What’s interesting is that these fraudsters aren’t directly carrying out the fraud for themselves. Rather, they run this line of business as a service: refund-as-a-service. Consumers can find them quickly, using basic search terms, on apps like Telegram or Reddit, or even ordinary social media. The fraudster will ask the consumer to buy items as they normally would, so all the data will match that customer’s recognizable patterns, making it almost impossible to stop at the time of transaction.

After that, it’s simple for the fraudster to use their knowledge of the weak points in the retailer’s processes and policies to get a refund. The customer gets to keep the goods, pays the merchant nothing, and only pays the fraudster a fraction of the cost of the item—somewhere between 5 and 40 percent, though more typically in the 15-30 percent range. Everyone wins. Except the merchant.

To find out more about this worrying trend, check out this article and webinar on Card Not Present.

Crush the Threat with Collaboration

The combination of the pandemic and newly industrialized refund fraud makes this problem very difficult, if not impossible, for fraud-fighting teams to face alone. Apart from anything else, it’s not susceptible to the kinds of fraud detection methods that work against other kinds of fraud, because the initial purchase is carried out by the real customer using their own funding source.

There are three levels of collaboration that will help fraud prevention teams get on top of this threat.

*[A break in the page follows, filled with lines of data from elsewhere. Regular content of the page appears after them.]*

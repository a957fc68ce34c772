// SPDX-License-Identifier: GPL-3.0-only

use x11rb::{protocol::xproto::Atom, NONE};

use super::conn::{XConnection, XwlError};

pub const MIME_TEXT_UTF8: &str = "text/plain;charset=utf-8";
pub const MIME_TEXT: &str = "text/plain";
pub const MIME_URI_LIST: &str = "text/uri-list";
pub const MIME_X_URI: &str = "text/x-uri";

x11rb::atom_manager! {
    pub Atoms: AtomsCookie {
        CLIPBOARD,
        PRIMARY,
        XdndSelection,
        TARGETS,
        MULTIPLE,
        TIMESTAMP,
        SAVE_TARGETS,
        DELETE,
        INCR,
        UTF8_STRING,
        TEXT,
        URI_LIST: b"text/uri-list",
        NETSCAPE_URL: b"_NETSCAPE_URL",
        MOZ_URL: b"text/x-moz-url",
        WL_SELECTION,
        XdndAware,
        XdndTypeList,
        XdndEnter,
        XdndPosition,
        XdndStatus,
        XdndDrop,
        XdndLeave,
        XdndFinished,
        XdndActionCopy,
        XdndActionMove,
        XdndActionAsk,
    }
}

impl Atoms {
    /// Targets describing the selection itself rather than its content.
    pub fn is_meta_target(&self, atom: Atom) -> bool {
        atom == self.TARGETS
            || atom == self.MULTIPLE
            || atom == self.TIMESTAMP
            || atom == self.SAVE_TARGETS
    }

    fn is_uri_target(&self, atom: Atom) -> bool {
        atom == self.URI_LIST || atom == self.NETSCAPE_URL || atom == self.MOZ_URL
    }
}

/// Mime types a selection target stands for. The first entry is the canonical one.
pub fn mime_types_for_atom(
    conn: &dyn XConnection,
    atoms: &Atoms,
    atom: Atom,
) -> Result<Vec<String>, XwlError> {
    if atom == NONE {
        return Ok(Vec::new());
    }
    let mimes = if atom == atoms.UTF8_STRING {
        vec![MIME_TEXT_UTF8.to_string()]
    } else if atom == atoms.TEXT {
        vec![MIME_TEXT.to_string()]
    } else if atoms.is_uri_target(atom) {
        // Wayland clients use either name for uri lists
        vec![MIME_URI_LIST.to_string(), MIME_X_URI.to_string()]
    } else {
        vec![conn.atom_name(atom)?]
    };
    Ok(mimes)
}

pub fn atom_for_mime(
    conn: &dyn XConnection,
    atoms: &Atoms,
    mime_type: &str,
) -> Result<Atom, XwlError> {
    match mime_type {
        MIME_TEXT_UTF8 => Ok(atoms.UTF8_STRING),
        MIME_TEXT => Ok(atoms.TEXT),
        MIME_URI_LIST | MIME_X_URI => Ok(atoms.URI_LIST),
        mime_type => conn.intern_atom(mime_type),
    }
}

/// Starts interning the targets of `mime_types`, so serving TARGETS later
/// does not wait on the server.
pub fn prefetch_mime_atoms(conn: &dyn XConnection, mime_types: &[String]) -> Result<(), XwlError> {
    let names = mime_types
        .iter()
        .filter(|mime_type| {
            !matches!(
                mime_type.as_str(),
                MIME_TEXT_UTF8 | MIME_TEXT | MIME_URI_LIST | MIME_X_URI
            )
        })
        .cloned()
        .collect::<Vec<_>>();
    if names.is_empty() {
        return Ok(());
    }
    conn.prefetch_atoms(&names)
}
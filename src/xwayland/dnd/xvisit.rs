// SPDX-License-Identifier: GPL-3.0-only

use std::rc::{Rc, Weak};

use smithay::utils::{Logical, Point};
use tracing::{debug, trace};
use x11rb::{
    protocol::xproto::{AtomEnum, ClientMessageEvent, GetPropertyReply, Window},
    CURRENT_TIME, NONE,
};

use super::{action_to_atom, atom_to_action, send_message};
use crate::xwayland::{
    atoms::atom_for_mime,
    conn::{PropertyRequest, RequestId, XwlError},
    data_source::{DataSource, DndAction, DndActions},
    BridgeCtx,
};

#[derive(Debug, Clone, Copy, PartialEq)]
enum PositionState {
    Idle,
    /// Waiting for the `XdndStatus` answering our last position.
    Pending,
    /// Like `Pending`, with the latest position to send afterwards.
    PendingCached(Point<i32, Logical>),
}

/// A Wayland sourced drag over an X11 window.
#[derive(Debug)]
pub struct Xvisit {
    window: Window,
    dnd_window: Window,
    source: Weak<dyn DataSource>,
    version: u32,
    aware_request: Option<RequestId>,
    position: PositionState,
    accepts: bool,
    preferred_action: DndAction,
    proposed_action: DndAction,
    supported_actions: DndActions,
    entered: bool,
    dropped: bool,
    finished: bool,
    finish_pending: bool,
}

impl Xvisit {
    /// Starts a visit of the X11 `window` by asking for its XDND version.
    pub fn new(
        ctx: &BridgeCtx<'_>,
        window: Window,
        dnd_window: Window,
        source: &Rc<dyn DataSource>,
    ) -> Result<Xvisit, XwlError> {
        let id = RequestId::next();
        ctx.conn.get_property(PropertyRequest {
            id,
            window,
            property: ctx.atoms.XdndAware,
            type_: AtomEnum::ANY.into(),
            delete: false,
            long_length: 1,
        })?;

        Ok(Xvisit {
            window,
            dnd_window,
            source: Rc::downgrade(source),
            version: 0,
            aware_request: Some(id),
            position: PositionState::Idle,
            accepts: false,
            preferred_action: DndAction::None,
            proposed_action: DndAction::None,
            supported_actions: DndActions::empty(),
            entered: false,
            dropped: false,
            finished: false,
            finish_pending: false,
        })
    }

    pub fn window(&self) -> Window {
        self.window
    }

    #[cfg(test)]
    pub fn version(&self) -> u32 {
        self.version
    }

    #[cfg(test)]
    pub fn entered(&self) -> bool {
        self.entered
    }

    #[cfg(test)]
    pub fn dropped(&self) -> bool {
        self.dropped
    }

    pub fn is_finished(&self) -> bool {
        self.finished
    }

    #[cfg(test)]
    pub fn proposed_action(&self) -> DndAction {
        self.proposed_action
    }

    /// Returns true exactly once after the visit finished.
    pub fn take_finish(&mut self) -> bool {
        std::mem::take(&mut self.finish_pending)
    }

    pub fn owns_request(&self, id: RequestId) -> bool {
        self.aware_request == Some(id)
    }

    /// Evaluates the target's `XdndAware` property and enters it if possible.
    pub fn handle_aware_reply(
        &mut self,
        ctx: &BridgeCtx<'_>,
        reply: Option<GetPropertyReply>,
        pointer: Point<f64, Logical>,
    ) -> Result<(), XwlError> {
        self.aware_request = None;
        if self.finished {
            return Ok(());
        }
        let announced = reply
            .filter(|reply| reply.type_ == u32::from(AtomEnum::ATOM))
            .and_then(|reply| reply.value32().and_then(|mut value| value.next()));
        let Some(announced) = announced else {
            debug!(window = self.window, "Drop target is not XDND aware.");
            self.finish();
            return Ok(());
        };

        self.version = announced.min(ctx.config.xdnd_version());
        if self.version < 1 {
            // minimal version we accept is 1
            debug!(window = self.window, announced, "Unsupported XDND version.");
            self.finish();
            return Ok(());
        }

        self.receive_offer(ctx, pointer)
    }

    fn receive_offer(
        &mut self,
        ctx: &BridgeCtx<'_>,
        pointer: Point<f64, Logical>,
    ) -> Result<(), XwlError> {
        self.retrieve_supported_actions(ctx, pointer)?;
        self.enter(ctx, pointer)
    }

    fn enter(&mut self, ctx: &BridgeCtx<'_>, pointer: Point<f64, Logical>) -> Result<(), XwlError> {
        self.entered = true;
        self.send_enter(ctx)?;
        self.send_position(ctx, pointer.to_i32_round())
    }

    fn send_enter(&self, ctx: &BridgeCtx<'_>) -> Result<(), XwlError> {
        let Some(source) = self.source.upgrade() else {
            return Ok(());
        };
        let mut targets = Vec::new();
        for mime_type in source.mime_types() {
            let atom = atom_for_mime(ctx.conn, ctx.atoms, &mime_type)?;
            if atom != NONE && !targets.contains(&atom) {
                targets.push(atom);
            }
        }

        let mut data = [self.dnd_window, self.version << 24, NONE, NONE, NONE];
        for (slot, atom) in data[2..].iter_mut().zip(&targets) {
            *slot = *atom;
        }
        if targets.len() > 3 {
            data[1] |= 1;
            ctx.conn.change_property32(
                self.dnd_window,
                ctx.atoms.XdndTypeList,
                AtomEnum::ATOM.into(),
                &targets,
            )?;
        }
        trace!(window = self.window, version = self.version, "Sending XdndEnter.");
        send_message(ctx, self.window, ctx.atoms.XdndEnter, data)
    }

    /// Forwards pointer motion to the target.
    pub fn motion(
        &mut self,
        ctx: &BridgeCtx<'_>,
        pointer: Point<f64, Logical>,
    ) -> Result<(), XwlError> {
        if !self.entered || self.dropped || self.finished {
            return Ok(());
        }
        let supported = self
            .source
            .upgrade()
            .map(|source| source.supported_actions())
            .unwrap_or_default();
        if supported != self.supported_actions {
            self.retrieve_supported_actions(ctx, pointer)?;
        }
        self.send_position(ctx, pointer.to_i32_round())
    }

    fn send_position(
        &mut self,
        ctx: &BridgeCtx<'_>,
        pos: Point<i32, Logical>,
    ) -> Result<(), XwlError> {
        if self.finished {
            return Ok(());
        }
        if self.position != PositionState::Idle {
            self.position = PositionState::PendingCached(pos);
            return Ok(());
        }
        self.position = PositionState::Pending;

        let x = pos.x as i16 as u16 as u32;
        let y = pos.y as i16 as u16 as u32;
        send_message(
            ctx,
            self.window,
            ctx.atoms.XdndPosition,
            [
                self.dnd_window,
                0,
                (x << 16) | y,
                CURRENT_TIME,
                action_to_atom(ctx.atoms, self.proposed_action),
            ],
        )
    }

    fn retrieve_supported_actions(
        &mut self,
        ctx: &BridgeCtx<'_>,
        pointer: Point<f64, Logical>,
    ) -> Result<(), XwlError> {
        self.supported_actions = self
            .source
            .upgrade()
            .map(|source| source.supported_actions())
            .unwrap_or_default();
        self.determine_proposed_action(ctx, pointer)?;
        self.request_action();
        Ok(())
    }

    fn determine_proposed_action(
        &mut self,
        ctx: &BridgeCtx<'_>,
        pointer: Point<f64, Logical>,
    ) -> Result<(), XwlError> {
        let previous = self.proposed_action;
        self.proposed_action = if self.preferred_action.is_supported_by(self.supported_actions) {
            self.preferred_action
        } else if DndAction::Copy.is_supported_by(self.supported_actions) {
            DndAction::Copy
        } else {
            DndAction::None
        };
        // tell the target about the new action
        if previous != self.proposed_action && self.entered {
            self.send_position(ctx, pointer.to_i32_round())?;
        }
        Ok(())
    }

    /// Picks the action for the Wayland source, there is no data device in between.
    fn request_action(&self) {
        let wanted = match self.preferred_action {
            DndAction::None => DndAction::Copy,
            action => action,
        };
        // the X11 client might not support move, the drag is cancelled then
        let action = if wanted.is_supported_by(self.supported_actions) {
            wanted
        } else if DndAction::Copy.is_supported_by(self.supported_actions) {
            DndAction::Copy
        } else if DndAction::Move.is_supported_by(self.supported_actions) {
            DndAction::Move
        } else {
            wanted
        };
        if let Some(source) = self.source.upgrade() {
            source.set_dnd_action(action);
        }
    }

    pub fn handle_client_message(
        &mut self,
        ctx: &BridgeCtx<'_>,
        event: &ClientMessageEvent,
        pointer: Point<f64, Logical>,
    ) -> Result<bool, XwlError> {
        if event.type_ == ctx.atoms.XdndStatus {
            self.handle_status(ctx, event.data.as_data32(), pointer)
        } else if event.type_ == ctx.atoms.XdndFinished {
            Ok(self.handle_finished(event.data.as_data32()))
        } else {
            Ok(false)
        }
    }

    fn handle_status(
        &mut self,
        ctx: &BridgeCtx<'_>,
        data: [u32; 5],
        pointer: Point<f64, Logical>,
    ) -> Result<bool, XwlError> {
        if data[0] != self.window {
            return Ok(false);
        }
        if self.finished {
            return Ok(true);
        }
        self.accepts = data[1] & 1 != 0;
        let action_atom = data[4];
        trace!(window = self.window, accepts = self.accepts, action_atom, "Received XdndStatus.");

        if let Some(source) = self.source.upgrade() {
            let mime_types = source.mime_types();
            if let Some(first) = mime_types.first() {
                source.accept(self.accepts.then_some(first.as_str()));
            }
        }

        // position round trip finished
        let cached = match std::mem::replace(&mut self.position, PositionState::Idle) {
            PositionState::PendingCached(pos) => Some(pos),
            _ => None,
        };

        if !self.dropped {
            self.preferred_action = atom_to_action(ctx.atoms, action_atom);
            self.determine_proposed_action(ctx, pointer)?;
            self.request_action();
        }

        if let Some(pos) = cached {
            self.send_position(ctx, pos)?;
        } else if self.dropped {
            // the drop happened in between
            self.drop(ctx)?;
        }
        Ok(true)
    }

    fn handle_finished(&mut self, data: [u32; 5]) -> bool {
        if data[0] != self.window {
            return false;
        }
        if self.finished {
            return true;
        }
        trace!(window = self.window, accepted = data[1] & 1, "Received XdndFinished.");
        if self.dropped {
            if let Some(source) = self.source.upgrade() {
                source.dnd_finished();
            }
        }
        self.finish();
        true
    }

    /// The Wayland side dropped onto the target.
    pub fn drop(&mut self, ctx: &BridgeCtx<'_>) -> Result<(), XwlError> {
        if self.finished {
            return Ok(());
        }
        self.dropped = true;
        if !self.entered {
            // wait for the XdndAware reply
            return Ok(());
        }
        if self.position != PositionState::Idle {
            // wait for the pending position round trip
            return Ok(());
        }
        if !self.accepts {
            debug!(window = self.window, "Drop target rejected the offer.");
            self.send_leave(ctx)?;
            self.finish();
            return Ok(());
        }

        send_message(
            ctx,
            self.window,
            ctx.atoms.XdndDrop,
            [self.dnd_window, 0, CURRENT_TIME, 0, 0],
        )?;
        if self.version < 2 {
            // no XdndFinished before version 2
            if let Some(source) = self.source.upgrade() {
                source.dnd_finished();
            }
            self.finish();
        }
        Ok(())
    }

    /// The drag moved away from the target.
    pub fn leave(&mut self, ctx: &BridgeCtx<'_>) -> Result<(), XwlError> {
        if self.dropped || self.finished {
            // dropped visits finish with XdndFinished
            return Ok(());
        }
        if self.entered {
            self.send_leave(ctx)?;
        }
        self.finish();
        Ok(())
    }

    fn send_leave(&self, ctx: &BridgeCtx<'_>) -> Result<(), XwlError> {
        send_message(
            ctx,
            self.window,
            ctx.atoms.XdndLeave,
            [self.dnd_window, 0, 0, 0, 0],
        )
    }

    fn finish(&mut self) {
        if self.finished {
            return;
        }
        self.finished = true;
        self.finish_pending = true;
        if let PositionState::PendingCached(_) = self.position {
            self.position = PositionState::Pending;
        }
    }
}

  1. Work with other departments, and probably upper management, to determine the divisions your company feels are appropriate between abuse and fraud—what’s acceptable, and what’s not? Fraud fighters need to know this, but it’s not entirely a fraud decision.
  2. Work closely with the customer support and returns departments so you have the data you need to map out the scale of the problem as it relates to your business, and so you can identify cases of refund abuse when they happen or have happened.
  3. Work with fraud fighters in other companies. Professional refund fraudsters advise their “clients” not to attempt fraudulent refunds too often with any single merchant. But customers who want to try it against your business will frequently have a history elsewhere of the same behavior. If you can leverage other companies’ knowledge, you’ll be far better able to protect your business. Privacy doesn’t have to be a concern—you can use Privacy Enhancing Computation (a Gartner Top Strategic Trend of 2021) to ensure that as part of this process, no personal user data is ever shared with any other company.

If the economic crisis of 2008 and 2009 gave us the term “friendly fraud,” then the coronavirus pandemic seems set to gift the industry with a new twist on refund fraud. It’s a knotty problem, but one that can be tackled effectively—as long as you’re working closely with your own team, the rest of your company, and the wider fraud fighting community.